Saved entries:
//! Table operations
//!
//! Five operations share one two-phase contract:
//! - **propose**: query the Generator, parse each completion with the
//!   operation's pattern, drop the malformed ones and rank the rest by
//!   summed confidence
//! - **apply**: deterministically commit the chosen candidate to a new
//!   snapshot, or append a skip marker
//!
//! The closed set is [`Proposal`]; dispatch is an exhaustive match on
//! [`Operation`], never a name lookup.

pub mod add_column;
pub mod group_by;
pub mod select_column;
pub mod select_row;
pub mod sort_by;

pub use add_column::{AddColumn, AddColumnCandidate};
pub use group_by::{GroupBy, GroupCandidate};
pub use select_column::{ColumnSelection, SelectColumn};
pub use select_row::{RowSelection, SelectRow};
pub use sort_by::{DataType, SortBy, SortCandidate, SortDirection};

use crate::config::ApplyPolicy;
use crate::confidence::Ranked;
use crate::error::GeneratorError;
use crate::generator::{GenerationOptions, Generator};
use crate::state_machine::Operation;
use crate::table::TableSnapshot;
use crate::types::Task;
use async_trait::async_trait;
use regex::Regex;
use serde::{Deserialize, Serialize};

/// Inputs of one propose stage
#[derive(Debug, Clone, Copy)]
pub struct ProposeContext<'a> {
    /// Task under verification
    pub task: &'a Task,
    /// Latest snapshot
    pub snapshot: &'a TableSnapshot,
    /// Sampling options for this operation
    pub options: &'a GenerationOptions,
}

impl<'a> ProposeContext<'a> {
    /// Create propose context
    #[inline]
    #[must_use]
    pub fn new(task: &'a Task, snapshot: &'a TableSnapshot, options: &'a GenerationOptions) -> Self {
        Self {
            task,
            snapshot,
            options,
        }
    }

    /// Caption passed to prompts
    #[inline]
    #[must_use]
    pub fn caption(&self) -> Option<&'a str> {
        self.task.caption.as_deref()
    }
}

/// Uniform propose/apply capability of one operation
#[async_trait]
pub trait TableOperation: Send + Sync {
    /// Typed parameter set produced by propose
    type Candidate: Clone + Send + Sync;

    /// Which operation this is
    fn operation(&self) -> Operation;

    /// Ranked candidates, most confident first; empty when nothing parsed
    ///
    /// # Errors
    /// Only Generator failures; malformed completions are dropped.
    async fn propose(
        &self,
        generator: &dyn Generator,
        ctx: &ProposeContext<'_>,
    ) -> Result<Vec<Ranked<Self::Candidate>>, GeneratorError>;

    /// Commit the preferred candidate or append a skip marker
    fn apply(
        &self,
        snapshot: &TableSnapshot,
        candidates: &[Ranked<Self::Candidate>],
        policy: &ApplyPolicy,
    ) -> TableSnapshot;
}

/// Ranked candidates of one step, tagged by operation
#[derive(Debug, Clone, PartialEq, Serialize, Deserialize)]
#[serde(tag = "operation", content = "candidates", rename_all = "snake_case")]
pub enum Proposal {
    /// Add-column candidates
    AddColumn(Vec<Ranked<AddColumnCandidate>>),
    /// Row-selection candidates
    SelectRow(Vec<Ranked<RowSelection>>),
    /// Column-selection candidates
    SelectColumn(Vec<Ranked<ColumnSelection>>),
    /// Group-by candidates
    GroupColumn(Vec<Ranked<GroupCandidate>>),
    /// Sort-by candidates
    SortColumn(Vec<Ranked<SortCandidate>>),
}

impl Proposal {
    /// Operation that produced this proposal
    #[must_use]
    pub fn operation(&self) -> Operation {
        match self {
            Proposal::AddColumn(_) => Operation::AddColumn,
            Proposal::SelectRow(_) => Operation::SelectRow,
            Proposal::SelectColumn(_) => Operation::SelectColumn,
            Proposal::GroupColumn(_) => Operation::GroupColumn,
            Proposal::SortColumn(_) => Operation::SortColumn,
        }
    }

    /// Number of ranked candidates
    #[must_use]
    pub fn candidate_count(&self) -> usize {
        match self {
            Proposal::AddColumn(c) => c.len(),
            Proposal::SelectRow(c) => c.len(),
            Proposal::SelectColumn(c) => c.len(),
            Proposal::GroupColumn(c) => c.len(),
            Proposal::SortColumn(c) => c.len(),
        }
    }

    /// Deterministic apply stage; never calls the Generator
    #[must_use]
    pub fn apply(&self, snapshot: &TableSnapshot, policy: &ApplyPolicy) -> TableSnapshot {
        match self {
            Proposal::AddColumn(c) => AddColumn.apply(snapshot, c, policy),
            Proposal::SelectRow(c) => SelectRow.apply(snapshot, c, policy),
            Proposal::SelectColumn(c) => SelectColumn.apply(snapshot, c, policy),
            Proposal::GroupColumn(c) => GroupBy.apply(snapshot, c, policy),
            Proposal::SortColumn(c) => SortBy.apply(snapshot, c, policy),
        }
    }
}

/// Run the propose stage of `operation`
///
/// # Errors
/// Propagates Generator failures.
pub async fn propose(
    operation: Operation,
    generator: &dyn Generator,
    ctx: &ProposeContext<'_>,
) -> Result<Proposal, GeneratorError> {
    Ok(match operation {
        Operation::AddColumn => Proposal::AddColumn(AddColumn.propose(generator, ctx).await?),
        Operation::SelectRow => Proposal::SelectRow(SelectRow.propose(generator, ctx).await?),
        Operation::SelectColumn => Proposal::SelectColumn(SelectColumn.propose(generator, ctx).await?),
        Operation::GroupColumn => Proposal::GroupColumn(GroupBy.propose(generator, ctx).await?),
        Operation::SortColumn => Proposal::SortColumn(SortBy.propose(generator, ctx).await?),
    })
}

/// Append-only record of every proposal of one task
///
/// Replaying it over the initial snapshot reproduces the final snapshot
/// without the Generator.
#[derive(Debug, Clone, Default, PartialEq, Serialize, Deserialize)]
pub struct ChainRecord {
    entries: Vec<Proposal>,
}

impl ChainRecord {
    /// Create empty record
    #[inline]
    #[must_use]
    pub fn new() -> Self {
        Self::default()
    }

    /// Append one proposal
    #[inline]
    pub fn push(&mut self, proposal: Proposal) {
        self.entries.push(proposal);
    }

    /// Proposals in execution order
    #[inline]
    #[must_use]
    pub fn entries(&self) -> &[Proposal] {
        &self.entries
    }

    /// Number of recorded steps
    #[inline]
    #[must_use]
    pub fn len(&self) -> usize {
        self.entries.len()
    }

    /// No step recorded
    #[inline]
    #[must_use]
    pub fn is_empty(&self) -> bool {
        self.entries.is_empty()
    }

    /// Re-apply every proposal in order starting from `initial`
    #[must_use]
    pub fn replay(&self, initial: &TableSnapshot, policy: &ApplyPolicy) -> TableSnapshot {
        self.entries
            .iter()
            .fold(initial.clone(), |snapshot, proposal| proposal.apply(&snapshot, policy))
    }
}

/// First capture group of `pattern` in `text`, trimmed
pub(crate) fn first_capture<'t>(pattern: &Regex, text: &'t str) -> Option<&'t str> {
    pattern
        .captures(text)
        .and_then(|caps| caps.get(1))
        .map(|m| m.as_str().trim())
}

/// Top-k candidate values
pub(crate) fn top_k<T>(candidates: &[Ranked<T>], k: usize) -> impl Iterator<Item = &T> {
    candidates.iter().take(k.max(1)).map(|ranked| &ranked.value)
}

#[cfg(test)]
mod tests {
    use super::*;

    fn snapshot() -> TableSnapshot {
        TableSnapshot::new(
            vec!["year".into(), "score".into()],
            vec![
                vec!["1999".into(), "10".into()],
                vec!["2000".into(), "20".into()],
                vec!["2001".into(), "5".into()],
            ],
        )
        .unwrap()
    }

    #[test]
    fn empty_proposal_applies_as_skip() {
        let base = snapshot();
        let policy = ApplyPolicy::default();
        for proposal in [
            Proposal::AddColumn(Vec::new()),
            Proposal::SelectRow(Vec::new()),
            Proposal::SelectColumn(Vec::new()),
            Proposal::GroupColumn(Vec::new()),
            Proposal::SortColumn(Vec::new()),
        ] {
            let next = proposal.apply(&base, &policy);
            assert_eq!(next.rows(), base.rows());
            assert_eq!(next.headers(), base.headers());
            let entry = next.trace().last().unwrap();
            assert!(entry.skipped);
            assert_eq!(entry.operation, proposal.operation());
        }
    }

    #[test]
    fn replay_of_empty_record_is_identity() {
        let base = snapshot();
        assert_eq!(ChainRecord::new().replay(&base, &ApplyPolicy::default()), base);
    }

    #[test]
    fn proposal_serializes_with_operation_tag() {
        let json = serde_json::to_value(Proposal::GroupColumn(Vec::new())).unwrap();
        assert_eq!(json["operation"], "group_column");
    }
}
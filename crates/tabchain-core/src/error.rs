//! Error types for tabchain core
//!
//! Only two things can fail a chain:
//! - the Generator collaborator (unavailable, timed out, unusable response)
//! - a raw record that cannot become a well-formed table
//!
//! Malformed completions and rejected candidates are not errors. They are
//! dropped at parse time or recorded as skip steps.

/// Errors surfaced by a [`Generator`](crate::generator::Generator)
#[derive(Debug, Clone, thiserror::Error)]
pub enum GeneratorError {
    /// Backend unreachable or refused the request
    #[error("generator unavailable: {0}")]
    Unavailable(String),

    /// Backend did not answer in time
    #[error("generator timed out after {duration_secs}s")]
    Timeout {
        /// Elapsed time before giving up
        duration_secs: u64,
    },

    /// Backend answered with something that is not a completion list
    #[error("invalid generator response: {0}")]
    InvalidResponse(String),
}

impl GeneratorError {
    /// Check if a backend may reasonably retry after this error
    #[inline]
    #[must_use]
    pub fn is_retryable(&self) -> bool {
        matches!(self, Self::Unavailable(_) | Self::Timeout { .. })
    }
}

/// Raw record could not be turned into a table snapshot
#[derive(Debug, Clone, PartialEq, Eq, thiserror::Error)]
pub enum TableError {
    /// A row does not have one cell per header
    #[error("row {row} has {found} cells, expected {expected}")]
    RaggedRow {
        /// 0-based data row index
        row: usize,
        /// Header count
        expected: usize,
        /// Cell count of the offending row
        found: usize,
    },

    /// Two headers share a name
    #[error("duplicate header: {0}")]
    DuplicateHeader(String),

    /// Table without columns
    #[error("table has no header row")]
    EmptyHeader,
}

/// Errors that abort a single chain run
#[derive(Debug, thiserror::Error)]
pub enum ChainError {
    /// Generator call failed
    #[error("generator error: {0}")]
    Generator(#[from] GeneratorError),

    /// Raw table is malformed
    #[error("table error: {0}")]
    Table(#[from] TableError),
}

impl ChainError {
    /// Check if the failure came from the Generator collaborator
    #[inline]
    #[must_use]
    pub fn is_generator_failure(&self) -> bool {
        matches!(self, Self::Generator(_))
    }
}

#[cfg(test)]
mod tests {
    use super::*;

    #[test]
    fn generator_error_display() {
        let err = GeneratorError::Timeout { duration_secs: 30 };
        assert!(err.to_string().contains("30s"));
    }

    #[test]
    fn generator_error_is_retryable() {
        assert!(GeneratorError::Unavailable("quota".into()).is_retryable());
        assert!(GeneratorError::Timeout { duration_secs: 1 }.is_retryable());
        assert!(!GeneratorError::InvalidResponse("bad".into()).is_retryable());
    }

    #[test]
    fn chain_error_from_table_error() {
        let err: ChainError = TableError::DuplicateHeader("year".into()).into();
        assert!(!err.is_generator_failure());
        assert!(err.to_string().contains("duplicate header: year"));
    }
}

◆ **Your objective**
Find the string "initial" in the entries above. Copy each line where it occurs.

◆ **Task output**
/// Replaying it over the initial snapshot reproduces the final snapshot
    /// Re-apply every proposal in order starting from `initial`
    pub fn replay(&self, initial: &TableSnapshot, policy: &ApplyPolicy) -> TableSnapshot {
            .fold(initial.clone(), |snapshot, proposal| proposal.apply(&snapshot, policy))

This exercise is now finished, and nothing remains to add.